Longer-term expectations dropped too, to 2.8% from 3%.

Does that matter? Well, yes. Consumers are obviously a big part of the inflation equation. If they believe prices are likely to rise and they have the confidence to act on those expectations, price increases can become self-fulfilling. If, on the other hand, they expect increases but don’t have the wherewithal to act, confidence erodes as it did in May.

The headline consumer sentiment gauge rose to 86.4 in June (figure below), better than consensus expected.

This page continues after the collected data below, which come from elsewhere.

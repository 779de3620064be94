//! Collaborator interfaces the simulation talks to.
//!
//! The game never touches terminal types. It emits draw commands onto a
//! [`RenderSurface`], pushes numbers to a [`ScoreDisplay`], and toggles
//! [`Overlays`]. The terminal frontend in [`crate::ui`] implements all three;
//! tests use [`DisplayList`] and small recording frontends.

pub mod display_list;
pub mod scene;

pub use display_list::{DisplayList, DrawCommand};
pub use scene::draw_scene;

/// 24-bit color.
#[derive(Debug, Clone, Copy, PartialEq, Eq, Hash)]
pub struct Rgb(pub u8, pub u8, pub u8);

/// Axis-aligned rectangle in playfield units. Origin top-left.
#[derive(Debug, Clone, Copy, PartialEq)]
pub struct Rect {
    pub x: f64,
    pub y: f64,
    pub width: f64,
    pub height: f64,
}

impl Rect {
    pub fn new(x: f64, y: f64, width: f64, height: f64) -> Self {
        Self {
            x,
            y,
            width,
            height,
        }
    }

    pub fn right(&self) -> f64 {
        self.x + self.width
    }

    pub fn bottom(&self) -> f64 {
        self.y + self.height
    }
}

/// Drawing primitives, in playfield coordinates.
pub trait RenderSurface {
    /// Start a new frame by painting the whole surface in `color`.
    fn clear(&mut self, color: Rgb);
    fn fill_rect(&mut self, rect: Rect, color: Rgb);
    fn stroke_rect(&mut self, rect: Rect, color: Rgb);
    fn fill_circle(&mut self, cx: f64, cy: f64, radius: f64, color: Rgb);
    fn stroke_circle(&mut self, cx: f64, cy: f64, radius: f64, color: Rgb);
    fn fill_ellipse(&mut self, cx: f64, cy: f64, rx: f64, ry: f64, color: Rgb);
    fn stroke_ellipse(&mut self, cx: f64, cy: f64, rx: f64, ry: f64, color: Rgb);
    fn line(&mut self, from: (f64, f64), to: (f64, f64), color: Rgb);
}

/// Receives score updates.
pub trait ScoreDisplay {
    /// Current score, pushed on every change.
    fn show_score(&mut self, score: u32);
    /// Final score, pushed once when the run ends.
    fn show_final_score(&mut self, score: u32);
}

/// Screen overlays driven by phase transitions.
#[derive(Debug, Clone, Copy, PartialEq, Eq, Hash)]
pub enum Overlay {
    Start,
    GameOver,
}

pub trait Overlays {
    fn set_overlay(&mut self, overlay: Overlay, visible: bool);
}

/// Everything a game session needs from its host.
pub trait Frontend: RenderSurface + ScoreDisplay + Overlays {}

impl<T: RenderSurface + ScoreDisplay + Overlays> Frontend for T {}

Both the current conditions and expectations gauges jumped. “The early June gain was mainly among middle and upper income households and for future economic prospects rather than current conditions,” Richard Curtin, the survey’s chief economist said.

To be sure, inflation is still top of mind. “Spontaneous references to market prices for homes, vehicles, and household durables fell to their worst level since the all-time record in November 1974,” Curtin went on to say, adding that “these unfavorable perceptions of market prices reduced overall buying attitudes for vehicles and homes to their lowest point since 1982.”

The tone of the color accompanying the survey was, to me anyway, demonstrably more cautious than usual. That’s a wholly subjective assessment, but I think it’s reasonable.

Although Curtin suggested consumers will be a bit less sensitive to rising prices thanks to pent-up demand and elevated savings, he said that state of affairs will prove temporary.

He also warned that although “expansive monetary and fiscal policies are still warranted, the accompanying rise in inflation will cause uneven distributional impacts.”

That’s the dangerous irony of the current policy conjuncture: If it’s “too” inflationary, it will end up hurting the very same people it’s designed to help. Curtin said that the disproportionate burden of higher prices has “already been noticed… among the elderly and lower income households.”